Analysis by intention to treat indicated that 89 of 127 (70%) participants treated with dimeticone were cured compared with 94 of 125 (75%) treated with phenothrin (difference −5%, 95% confidence interval −16% to 6%). Analysis by per protocol indicated that 84 of 121 (69%) participants were cured with dimeticone compared with 90 of 116 (78%) with phenothrin, a difference of −8% (−19% to 3%).
Which of the following statements, if any, are true?
a) The control treatment of 0.5% phenothrin liquid is described as an active control
b) The null hypothesis for the equivalence trial stated no difference between treatments in cure rate in the population from where the participants were selected
c) Therapeutic equivalence in cure rate to within 20% was demonstrated between treatments
Answers a and c are true, whereas b is false.
The aim of the trial was to investigate whether 4% dimeticone lotion and 0.5% phenothrin liquid, each applied twice seven days apart, were therapeutically equivalent. The primary outcome was percentage cured after the second application, regardless of whether reinfestation occurred later. Equivalence trials compare a new treatment for a disease or condition with an existing treatment—usually the standard one. Treatments that have already been shown to be effective are referred to as active controls when used as a control treatment in a trial (a is true).
Classic randomised controlled trials aim to establish whether a new treatment or therapeutic regimen is better than an existing one or placebo. Sometimes referred to as superiority trials, described in a previous question,2 they are analysed using the traditional approach of statistical hypothesis testing.3 The null hypothesis starts at the position of equipoise—that is, the treatments are therapeutically equivalent in the population from which the trial participants were selected. The purpose is to establish whether the data provide sufficient evidence to reject the null hypothesis in favour of the alternative, which states that the treatments are not therapeutically equivalent in the population—the new treatment is either superior or inferior to the comparator (standard treatment or placebo). Hypothesis testing involves a statistical significance test, with a resulting P value that determines whether there is sufficient evidence to reject the null hypothesis in favour of the alternative. A 95% confidence interval is usually also derived to provide an interval estimate of the potential difference between treatments in the population.
If the null hypothesis in a superiority trial is not rejected, it cannot be concluded that the treatments are therapeutically equivalent, only that there was insufficient evidence to reject the null hypothesis in favour of the alternative. Although a trial may fail to find a significant difference between treatments, it does not mean that one does not exist. The trial participants were a single sample and may not have been representative of the population owing to sampling error. Another sample may have given different results. An equivalence trial was needed to demonstrate therapeutic equivalence between dimeticone and phenothrin.

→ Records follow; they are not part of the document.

use super::*;

#[test]
fn test_lookup_keyword_hits() {
    assert_eq!(lookup_keyword("sub"), TokenKind::Sub);
    assert_eq!(lookup_keyword("acl"), TokenKind::Acl);
    assert_eq!(lookup_keyword("elseif"), TokenKind::ElseIf);
    assert_eq!(lookup_keyword("elsif"), TokenKind::Elsif);
    assert_eq!(lookup_keyword("synthetic.base64"), TokenKind::SyntheticBase64);
    assert_eq!(lookup_keyword("penaltybox"), TokenKind::Penaltybox);
}

#[test]
fn test_lookup_keyword_misses_are_idents() {
    assert_eq!(lookup_keyword("req.http.Host"), TokenKind::Ident);
    assert_eq!(lookup_keyword("Sub"), TokenKind::Ident);
    assert_eq!(lookup_keyword(""), TokenKind::Ident);
}

#[test]
fn test_is_assignment() {
    assert!(TokenKind::Assign.is_assignment());
    assert!(TokenKind::AdditionAssign.is_assignment());
    assert!(TokenKind::LeftShiftAssign.is_assignment());
    assert!(TokenKind::BitwiseXorAssign.is_assignment());

    assert!(!TokenKind::Equal.is_assignment());
    assert!(!TokenKind::Addition.is_assignment());
    assert!(!TokenKind::Match.is_assignment());
}

#[test]
fn test_token_display() {
    let ident = Token::new(TokenKind::Ident, "req.backend", 1, 1);
    assert_eq!(ident.to_string(), "IDENT(req.backend)");

    let string = Token::new(TokenKind::String, "hello", 2, 5);
    assert_eq!(string.to_string(), "STRING(hello)");

    let keyword = Token::new(TokenKind::Set, "set", 3, 3);
    assert_eq!(keyword.to_string(), "set");

    let op = Token::new(TokenKind::NotMatch, "!~", 4, 9);
    assert_eq!(op.to_string(), "!~");
}

#[test]
fn test_kind_as_str_round_trips_keywords() {
    for kind in [
        TokenKind::Acl,
        TokenKind::Backend,
        TokenKind::Director,
        TokenKind::Table,
        TokenKind::Declare,
        TokenKind::Fallthrough,
        TokenKind::Restart,
    ] {
        assert_eq!(lookup_keyword(kind.as_str()), kind);
    }
}
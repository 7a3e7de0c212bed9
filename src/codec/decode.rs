use std::io::Read;

use crate::ast::{
    AclDeclaration, AclEntry, AddStatement, BackendDeclaration, BackendProperty, BackendValue,
    BlockStatement, BooleanLiteral, BreakStatement, CallStatement, CaseLabel, CaseStatement,
    Declaration, DeclareStatement, DirectorBackend, DirectorDeclaration, DirectorProperty,
    DirectorPropertyEntry, ElseIfStatement, ElseStatement, ErrorStatement, EsiStatement,
    Expression, FallthroughStatement, FloatLiteral, FunctionCallExpression, FunctionCallStatement,
    GotoDestinationStatement, GotoStatement, GroupedExpression, Ident, IfExpression, IfStatement,
    ImportStatement, IncludeStatement, InfixExpression, IntegerLiteral, IpLiteral, LogStatement,
    Meta, Operator, PenaltyboxDeclaration, PostfixExpression, PrefixExpression, Program,
    RatecounterDeclaration, RemoveStatement, RestartStatement, ReturnStatement, RtimeLiteral,
    SetStatement, Statement, StringLiteral, SubroutineDeclaration, SwitchStatement,
    SyntheticBase64Statement, SyntheticStatement, TableDeclaration, TableEntry, TopLevel,
    UnsetStatement,
};
use crate::codec::{Codec, CodecError, Frame, FrameReader, Tag};

fn utf8(frame: Frame, what: &'static str) -> Result<String, CodecError> {
    String::from_utf8(frame.payload).map_err(|_| CodecError::InvalidUtf8(what))
}
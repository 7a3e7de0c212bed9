use super::*;
use indoc::indoc;

fn lint_source(source: &str) -> Vec<Diagnostic> {
    lint_with_config(source, &Config::default())
}

fn lint_with_config(source: &str, config: &Config) -> Vec<Diagnostic> {
    let program = crate::parse::parse(source, "test.vcl").expect("failed to parse");
    lint(&program, config)
}

fn rules_of(diagnostics: &[Diagnostic]) -> Vec<&str> {
    diagnostics.iter().map(|d| d.rule.as_str()).collect()
}

#[test]
fn test_clean_program_has_no_diagnostics() {
    let diagnostics = lint_source(indoc! {r#"
        sub vcl_recv {
            if (req.http.Host == "example.com") {
                set req.http.X-Site = "main";
            }
            return(lookup);
        }
    "#});

    assert!(diagnostics.is_empty(), "unexpected: {:?}", diagnostics);
}

#[test]
fn test_set_out_of_scope() {
    let diagnostics = lint_source(indoc! {r#"
        sub vcl_recv {
            set beresp.ttl = 30s;
        }
    "#});

    assert_eq!(diagnostics.len(), 1);
    assert_eq!(diagnostics[0].rule, "scope/access");
    assert_eq!(diagnostics[0].severity, Severity::Error);
    assert_eq!(diagnostics[0].token.line, 2);
}

#[test]
fn test_assign_read_only() {
    let diagnostics = lint_source(indoc! {r#"
        sub vcl_recv {
            set client.ip = "127.0.0.1";
        }
    "#});

    assert_eq!(rules_of(&diagnostics), vec!["assign/read-only"]);
}

#[test]
fn test_undefined_variable() {
    let diagnostics = lint_source(indoc! {r#"
        sub vcl_recv {
            set req.http.X = req.no_such_thing;
        }
    "#});

    assert_eq!(rules_of(&diagnostics), vec!["variable/undefined"]);
}

#[test]
fn test_unset_not_allowed() {
    let diagnostics = lint_source(indoc! {r#"
        sub vcl_recv {
            unset req.url;
        }
    "#});

    assert_eq!(rules_of(&diagnostics), vec!["unset/not-allowed"]);
}

#[test]
fn test_declare_rules() {
    let diagnostics = lint_source(indoc! {r#"
        sub vcl_recv {
            declare local count INTEGER;
            declare local var.n INTEGER;
            declare local var.n INTEGER;
            set var.n = 1;
        }
    "#});

    assert_eq!(
        rules_of(&diagnostics),
        vec!["declare/var-prefix", "declare/duplicate"]
    );
}

#[test]
fn test_unused_local_is_info() {
    let diagnostics = lint_source(indoc! {r#"
        sub vcl_recv {
            declare local var.idle STRING;
        }
    "#});

    assert_eq!(diagnostics.len(), 1);
    assert_eq!(diagnostics[0].rule, "declaration/unused");
    assert_eq!(diagnostics[0].severity, Severity::Info);
    assert!(diagnostics[0].message.contains("var.idle"));
}

#[test]
fn test_unused_declarations_reported() {
    let diagnostics = lint_source(indoc! {r#"
        acl office {
            "10.0.0.0"/8;
        }

        backend origin {
            .host = "origin.example.com";
        }

        sub vcl_recv {
            set req.backend = origin;
        }
    "#});

    assert_eq!(diagnostics.len(), 1);
    assert_eq!(diagnostics[0].rule, "declaration/unused");
    assert!(diagnostics[0].message.contains("acl `office`"));
}

#[test]
fn test_duplicate_declaration() {
    let diagnostics = lint_source(indoc! {r#"
        backend origin {
            .host = "a.example.com";
        }

        backend origin {
            .host = "b.example.com";
        }

        sub vcl_recv {
            set req.backend = origin;
        }
    "#});

    assert_eq!(rules_of(&diagnostics), vec!["declaration/duplicate"]);
}

#[test]
fn test_director_references_undeclared_backend() {
    let diagnostics = lint_source(indoc! {r#"
        director pool random {
            { .backend = origin; .weight = 1; }
        }

        sub vcl_recv {
            set req.backend = pool;
        }
    "#});

    assert_eq!(rules_of(&diagnostics), vec!["variable/undefined"]);
    assert!(diagnostics[0].message.contains("pool"));
}

#[test]
fn test_regex_capture_overwrite_warns_once() {
    let diagnostics = lint_source(indoc! {r#"
        sub vcl_recv {
            if (req.url ~ "^/a/(.*)") {
                set req.http.X = "a";
            }
            if (req.url ~ "^/b/(.*)") {
                set req.http.X = "b";
            }
            if (req.url ~ "^/c/(.*)") {
                set req.http.X = re.group.1;
            }
        }
    "#});

    let captures: Vec<_> = diagnostics
        .iter()
        .filter(|d| d.rule == "regex/capture-overwritten")
        .collect();
    assert_eq!(captures.len(), 1);
    assert_eq!(captures[0].severity, Severity::Warning);
}

#[test]
fn test_regex_capture_overwrite_despite_intervening_read() {
    // Reading the groups between two matches does not make the second
    // match safe; the earlier captures are still clobbered.
    let diagnostics = lint_source(indoc! {r#"
        sub vcl_recv {
            if (req.url ~ "^/(a)/(.*)") {
                set req.http.X = "a";
            }
            set req.http.Y = re.group.1;
            if (req.url ~ "^/b/(.*)") {
                set req.http.X = "b";
            }
        }
    "#});

    let captures: Vec<_> = diagnostics
        .iter()
        .filter(|d| d.rule == "regex/capture-overwritten")
        .collect();
    assert_eq!(captures.len(), 1);
}

#[test]
fn test_branch_local_match_does_not_leak() {
    // The match inside the first arm is restored before the second arm, so
    // no overwrite is flagged.
    let diagnostics = lint_source(indoc! {r#"
        sub vcl_recv {
            if (req.http.Mode == "a") {
                if (req.url ~ "^/a/(.*)") {
                    set req.http.X = re.group.1;
                }
            } else {
                if (req.url ~ "^/b/(.*)") {
                    set req.http.X = re.group.1;
                }
            }
        }
    "#});

    assert!(diagnostics.is_empty(), "unexpected: {:?}", diagnostics);
}

#[test]
fn test_condition_must_be_bool() {
    let diagnostics = lint_source(indoc! {r#"
        sub vcl_recv {
            if (req.http.Host) {
                restart;
            }
        }
    "#});

    assert_eq!(rules_of(&diagnostics), vec!["operator/condition"]);
}

#[test]
fn test_assignment_operator_checked_against_target() {
    let diagnostics = lint_source(indoc! {r#"
        sub vcl_recv {
            set req.http.X-Count -= "1";
        }
    "#});

    assert!(rules_of(&diagnostics).contains(&"operator/assignment"));
}

#[test]
fn test_assignment_type_mismatch() {
    let diagnostics = lint_source(indoc! {r#"
        sub vcl_recv {
            declare local var.n INTEGER;
            set var.n = "nope";
            set req.http.X = var.n;
        }
    "#});

    assert_eq!(rules_of(&diagnostics), vec!["type/mismatch"]);
}

#[test]
fn test_function_checks() {
    let diagnostics = lint_source(indoc! {r#"
        sub vcl_recv {
            set req.http.A = std.tolower(req.http.Host);
            set req.http.B = std.tolower();
            set req.http.C = std.no_such(req.http.Host);
        }
    "#});

    let rules = rules_of(&diagnostics);
    assert!(rules.contains(&"function/arity"));
    assert!(rules.contains(&"function/undefined"));
}

#[test]
fn test_call_of_undeclared_subroutine() {
    let diagnostics = lint_source(indoc! {r#"
        sub vcl_recv {
            call missing;
        }
    "#});

    assert_eq!(rules_of(&diagnostics), vec!["call/undefined"]);
}

#[test]
fn test_custom_subroutine_linted_at_call_site() {
    // `helper` runs in recv scope because that is where it is called, so
    // touching beresp there is a scope error.
    let diagnostics = lint_source(indoc! {r#"
        sub helper {
            set beresp.ttl = 30s;
        }

        sub vcl_recv {
            call helper;
        }
    "#});

    assert_eq!(rules_of(&diagnostics), vec!["scope/access"]);
    assert_eq!(diagnostics[0].token.line, 2);
}

#[test]
fn test_uncalled_custom_subroutine_is_unused() {
    let diagnostics = lint_source(indoc! {r#"
        sub helper {
            set beresp.ttl = 30s;
        }

        sub vcl_recv {
            restart;
        }
    "#});

    // Never linted (no call site) and reported unused.
    assert_eq!(diagnostics.len(), 1);
    assert_eq!(diagnostics[0].rule, "declaration/unused");
    assert!(diagnostics[0].message.contains("helper"));
}

#[test]
fn test_recursive_calls_do_not_loop() {
    let diagnostics = lint_source(indoc! {r#"
        sub ping {
            call pong;
        }

        sub pong {
            call ping;
        }

        sub vcl_recv {
            call ping;
        }
    "#});

    assert!(diagnostics.is_empty(), "unexpected: {:?}", diagnostics);
}

#[test]
fn test_scope_annotation_lints_custom_subroutine() {
    let diagnostics = lint_source(indoc! {r#"
        # @scope: recv
        sub annotated {
            set beresp.ttl = 30s;
        }
    "#});

    assert!(rules_of(&diagnostics).contains(&"scope/access"));
}

#[test]
fn test_functional_subroutine_return_type() {
    let diagnostics = lint_source(indoc! {r#"
        sub pick STRING {
            return 42;
        }

        sub vcl_recv {
            set req.http.X = pick();
        }
    "#});

    assert_eq!(rules_of(&diagnostics), vec!["return/type"]);
}

#[test]
fn test_lifecycle_return_state_checked() {
    let diagnostics = lint_source(indoc! {r#"
        sub vcl_recv {
            return("free text");
        }
    "#});

    assert_eq!(rules_of(&diagnostics), vec!["return/type"]);
}

#[test]
fn test_goto_unresolved() {
    let diagnostics = lint_source(indoc! {r#"
        sub vcl_recv {
            done:
            goto done;
        }
    "#});

    assert_eq!(rules_of(&diagnostics), vec!["goto/unresolved"]);
}

#[test]
fn test_goto_forward_resolves() {
    let diagnostics = lint_source(indoc! {r#"
        sub vcl_recv {
            goto done;
            set req.http.X = "skipped";
            done:
            restart;
        }
    "#});

    assert!(diagnostics.is_empty(), "unexpected: {:?}", diagnostics);
}

#[test]
fn test_unresolved_include_reported() {
    let diagnostics = lint_source(indoc! {r#"
        sub vcl_recv {
            include "never-resolved";
        }
    "#});

    assert_eq!(rules_of(&diagnostics), vec!["include/unresolved"]);
}

#[test]
fn test_severity_override_to_ignore() {
    let mut config = Config::default();
    config
        .rules
        .insert("scope/access".to_string(), Severity::Ignore);

    let diagnostics = lint_with_config(
        indoc! {r#"
            sub vcl_recv {
                set beresp.ttl = 30s;
            }
        "#},
        &config,
    );

    assert!(diagnostics.is_empty(), "unexpected: {:?}", diagnostics);
}

#[test]
fn test_severity_override_downgrade() {
    let mut config = Config::default();
    config
        .rules
        .insert("unset/not-allowed".to_string(), Severity::Warning);

    let diagnostics = lint_with_config(
        indoc! {r#"
            sub vcl_recv {
                unset req.url;
            }
        "#},
        &config,
    );

    assert_eq!(diagnostics.len(), 1);
    assert_eq!(diagnostics[0].severity, Severity::Warning);
}

#[test]
fn test_diagnostics_deduplicated() {
    // The helper body is walked once per call site; both walks produce the
    // same finding at the same token, which is reported once.
    let diagnostics = lint_source(indoc! {r#"
        sub tweak {
            set bereq.url = "/";
        }

        sub vcl_recv {
            call tweak;
            call tweak;
        }
    "#});

    let scope_findings = diagnostics
        .iter()
        .filter(|d| d.rule == "scope/access")
        .count();
    assert_eq!(scope_findings, 1);
}

#[test]
fn test_annotated_scopes_report_per_scope() {
    // A two-scope annotation lints the body under each phase. The messages
    // name different phases, so both findings survive deduplication.
    let diagnostics = lint_source(indoc! {r#"
        # @scope: deliver,log
        sub annotated {
            set bereq.url = "/";
        }
    "#});

    let scope_findings: Vec<_> = diagnostics
        .iter()
        .filter(|d| d.rule == "scope/access")
        .collect();
    assert_eq!(scope_findings.len(), 2);
    assert_ne!(scope_findings[0].message, scope_findings[1].message);
}
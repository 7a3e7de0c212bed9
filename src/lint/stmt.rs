use crate::ast::{
    AddStatement, BlockStatement, CallStatement, CaseStatement, DeclareStatement, ErrorStatement,
    Expression, IfStatement, Operator, ReturnStatement, SetStatement, Statement, SwitchStatement,
    UnsetStatement,
};
use crate::context::VclType;
use crate::lint::{Linter, Rule};

impl<'a> Linter<'a> {
    pub(crate) fn lint_block(&mut self, block: &BlockStatement) {
        for statement in &block.statements {
            self.lint_statement(statement);
        }
    }

    fn lint_statement(&mut self, statement: &Statement) {
        self.step += 1;
        match statement {
            Statement::Set(stmt) => self.lint_assignment(stmt),
            Statement::Add(stmt) => self.lint_add(stmt),
            Statement::Unset(stmt) => self.lint_unset(stmt),
            Statement::Remove(stmt) => {
                if let Err(err) = self.context.unset(&stmt.ident.value, &stmt.ident.meta.token) {
                    self.report_context(err);
                }
            }
            Statement::Declare(stmt) => self.lint_declare(stmt),
            Statement::If(stmt) => self.lint_if(stmt),
            Statement::Switch(stmt) => self.lint_switch(stmt),
            Statement::Call(stmt) => self.lint_call(stmt),
            Statement::FunctionCall(stmt) => {
                self.check_function_call(&stmt.call);
            }
            Statement::Return(stmt) => self.lint_return(stmt),
            Statement::Error(stmt) => self.lint_error(stmt),
            Statement::Log(stmt) => self.expect_string(&stmt.value),
            Statement::Synthetic(stmt) => self.expect_string(&stmt.value),
            Statement::SyntheticBase64(stmt) => self.expect_string(&stmt.value),
            Statement::Goto(stmt) => {
                self.gotos.push((
                    stmt.destination.value.clone(),
                    stmt.destination.meta.token.clone(),
                    self.step,
                ));
            }
            Statement::GotoDestination(stmt) => {
                self.destinations.push((stmt.name.value.clone(), self.step));
            }
            Statement::Block(block) => {
                let snapshot = self.context.snapshot_regex();
                self.lint_block(block);
                self.context.restore_regex(snapshot);
            }
            Statement::Include(stmt) => {
                self.report(
                    Rule::IncludeUnresolved,
                    &stmt.meta.token,
                    format!("include `{}` was not resolved", stmt.module.value),
                );
            }
            Statement::Esi(_)
            | Statement::Restart(_)
            | Statement::Break(_)
            | Statement::Fallthrough(_)
            | Statement::Import(_) => {}
        }
    }

    fn lint_assignment(&mut self, stmt: &SetStatement) {
        let ident = &stmt.ident;
        let target = match self.context.set(&ident.value, &ident.meta.token) {
            Ok(ty) => Some(ty),
            Err(err) => {
                self.report_context(err);
                None
            }
        };
        if let Some(target) = target {
            if !assignment_operator_ok(target, stmt.operator) {
                self.report(
                    Rule::OperatorAssignment,
                    &stmt.meta.token,
                    format!(
                        "operator `{}` cannot be applied to {} target `{}`",
                        stmt.operator, target, ident.value
                    ),
                );
            }
            if let Some(rhs) = self.type_of(&stmt.value) {
                if !target.accepts(rhs) {
                    self.report(
                        Rule::TypeMismatch,
                        &stmt.value.meta().token,
                        format!("cannot assign {rhs} to {target} variable `{}`", ident.value),
                    );
                }
            }
        } else {
            self.type_of(&stmt.value);
        }
    }

    fn lint_add(&mut self, stmt: &AddStatement) {
        // `add` only makes sense for unsettable (header) targets.
        let name = stmt.ident.value.clone();
        if let Err(err) = self.context.unset(&name, &stmt.ident.meta.token) {
            if let crate::context::ContextError::CannotUnset { .. } = err {
                self.report(
                    Rule::OperatorAssignment,
                    &stmt.ident.meta.token,
                    format!("`add` requires a header variable, `{name}` is not one"),
                );
            } else {
                self.report_context(err);
            }
        }
        if stmt.operator != Operator::Assign {
            self.report(
                Rule::OperatorAssignment,
                &stmt.meta.token,
                format!("`add` only supports `=`, found `{}`", stmt.operator),
            );
        }
        self.expect_string(&stmt.value);
    }

    fn lint_unset(&mut self, stmt: &UnsetStatement) {
        if let Err(err) = self.context.unset(&stmt.ident.value, &stmt.ident.meta.token) {
            self.report_context(err);
        }
    }

    fn lint_declare(&mut self, stmt: &DeclareStatement) {
        let Some(ty) = VclType::from_name(&stmt.value_type.value) else {
            self.report(
                Rule::TypeMismatch,
                &stmt.value_type.meta.token,
                format!("unknown type `{}`", stmt.value_type.value),
            );
            return;
        };
        if let Err(err) =
            self.context
                .declare_local(&stmt.name.value, ty, stmt.name.meta.token.clone())
        {
            self.report_context(err);
        }
    }

    fn lint_if(&mut self, stmt: &IfStatement) {
        self.expect_condition(&stmt.condition);
        let snapshot = self.context.snapshot_regex();
        self.lint_block(&stmt.consequence);
        self.context.restore_regex(snapshot);
        for branch in &stmt.another {
            self.expect_condition(&branch.condition);
            let snapshot = self.context.snapshot_regex();
            self.lint_block(&branch.consequence);
            self.context.restore_regex(snapshot);
        }
        if let Some(alt) = &stmt.alternative {
            let snapshot = self.context.snapshot_regex();
            self.lint_block(&alt.consequence);
            self.context.restore_regex(snapshot);
        }
    }

    fn lint_switch(&mut self, stmt: &SwitchStatement) {
        self.type_of(&stmt.control);
        for case in &stmt.cases {
            self.lint_case(case);
        }
    }

    fn lint_case(&mut self, case: &CaseStatement) {
        let snapshot = self.context.snapshot_regex();
        if let Some(label) = &case.label {
            if label.operator == Operator::Match {
                if let Expression::String(pattern) = &label.value {
                    self.note_regex_match(&pattern.value, &pattern.meta.token);
                }
            }
            self.type_of(&label.value);
        }
        for statement in &case.statements {
            self.lint_statement(statement);
        }
        self.context.restore_regex(snapshot);
    }

    fn lint_call(&mut self, stmt: &CallStatement) {
        let name = stmt.subroutine.value.clone();
        let scope = self.context.scope();
        let Some(info) = self.context.subroutines.get_mut(&name) else {
            self.report(
                Rule::CallUndefined,
                &stmt.subroutine.meta.token,
                format!("call of undeclared subroutine `{name}`"),
            );
            return;
        };
        info.used = true;
        info.scopes = info.scopes | scope;
        if let Some(sub) = self.subs.get(&name).copied() {
            self.lint_call_target(sub);
        }
    }

    /// Walks a custom subroutine's body under the caller's scope. Goto
    /// bookkeeping is scoped to the callee; regex state intentionally leaks
    /// back to the caller, as it does at runtime.
    pub(crate) fn lint_call_target(&mut self, sub: &'a crate::ast::SubroutineDeclaration) {
        if self.call_stack.iter().any(|frame| frame == &sub.name.value) {
            return;
        }
        self.call_stack.push(sub.name.value.clone());
        let gotos = std::mem::take(&mut self.gotos);
        let destinations = std::mem::take(&mut self.destinations);
        self.lint_block(&sub.block);
        self.check_gotos_nested();
        self.gotos = gotos;
        self.destinations = destinations;
        self.call_stack.pop();
    }

    fn check_gotos_nested(&mut self) {
        let gotos = std::mem::take(&mut self.gotos);
        for (name, token, step) in gotos {
            let matched = self
                .destinations
                .iter()
                .any(|(dest, dest_step)| *dest == name && *dest_step > step);
            if !matched {
                self.report(
                    Rule::GotoUnresolved,
                    &token,
                    format!("goto target `{name}:` does not appear later in this subroutine"),
                );
            }
        }
    }

    fn lint_return(&mut self, stmt: &ReturnStatement) {
        match (self.context.return_type, &stmt.expression) {
            (Some(expected), Some(expression)) => {
                if let Some(actual) = self.type_of(expression) {
                    if !expected.accepts(actual) {
                        self.report(
                            Rule::ReturnType,
                            &expression.meta().token,
                            format!("expected {expected} return value, found {actual}"),
                        );
                    }
                }
            }
            (Some(expected), None) => {
                self.report(
                    Rule::ReturnType,
                    &stmt.meta.token,
                    format!("this subroutine must return a {expected} value"),
                );
            }
            (None, Some(expression)) => {
                // Lifecycle-style returns name a transition state.
                if let Some(actual) = self.type_of(expression) {
                    if actual != VclType::Id {
                        self.report(
                            Rule::ReturnType,
                            &expression.meta().token,
                            format!("expected a return state, found {actual}"),
                        );
                    }
                }
            }
            (None, None) => {}
        }
    }

    fn lint_error(&mut self, stmt: &ErrorStatement) {
        if let Some(code) = &stmt.code {
            if let Some(ty) = self.type_of(code) {
                if !VclType::Integer.accepts(ty) {
                    self.report(
                        Rule::TypeMismatch,
                        &code.meta().token,
                        format!("error code must be INTEGER, found {ty}"),
                    );
                }
            }
        }
        if let Some(argument) = &stmt.argument {
            self.expect_string(argument);
        }
    }

    pub(crate) fn expect_string(&mut self, expression: &Expression) {
        if let Some(ty) = self.type_of(expression) {
            if !VclType::String.accepts(ty) {
                self.report(
                    Rule::TypeMismatch,
                    &expression.meta().token,
                    format!("expected a STRING value, found {ty}"),
                );
            }
        }
    }

    pub(crate) fn expect_condition(&mut self, expression: &Expression) {
        if let Some(ty) = self.type_of(expression) {
            if ty != VclType::Bool {
                self.report(
                    Rule::OperatorCondition,
                    &expression.meta().token,
                    format!("condition must be BOOL, found {ty}"),
                );
            }
        }
    }
}

fn assignment_operator_ok(target: VclType, operator: Operator) -> bool {
    use Operator::*;
    match operator {
        Assign => true,
        AdditionAssign => matches!(
            target,
            VclType::String | VclType::Integer | VclType::Float | VclType::Rtime | VclType::Time
        ),
        SubtractionAssign => {
            target.is_numeric() || matches!(target, VclType::Rtime | VclType::Time)
        }
        MultiplicationAssign | DivisionAssign | RemainderAssign => {
            target.is_numeric() || target == VclType::Rtime
        }
        BitwiseOrAssign | BitwiseAndAssign | BitwiseXorAssign | LeftShiftAssign
        | RightShiftAssign => target == VclType::Integer,
        _ => false,
    }
}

In an equivalence trial the statistical null and alternative hypotheses are a reversal of those for a superiority trial. In the example above, the null hypothesis stated that in the population from which the participants were selected, dimeticone was not therapeutically equivalent to phenothrin—that is, dimeticone was inferior or superior to phenothrin (b is false). The aim of the trial was to establish whether the data provided sufficient evidence to reject the null hypothesis in favour of the alternative, which stated that in the population dimeticone and phenothrin were therapeutically equivalent. However, unlike superiority trials, statistical significance testing and P values are not used to analyse equivalence trials. Analysis is based on confidence intervals.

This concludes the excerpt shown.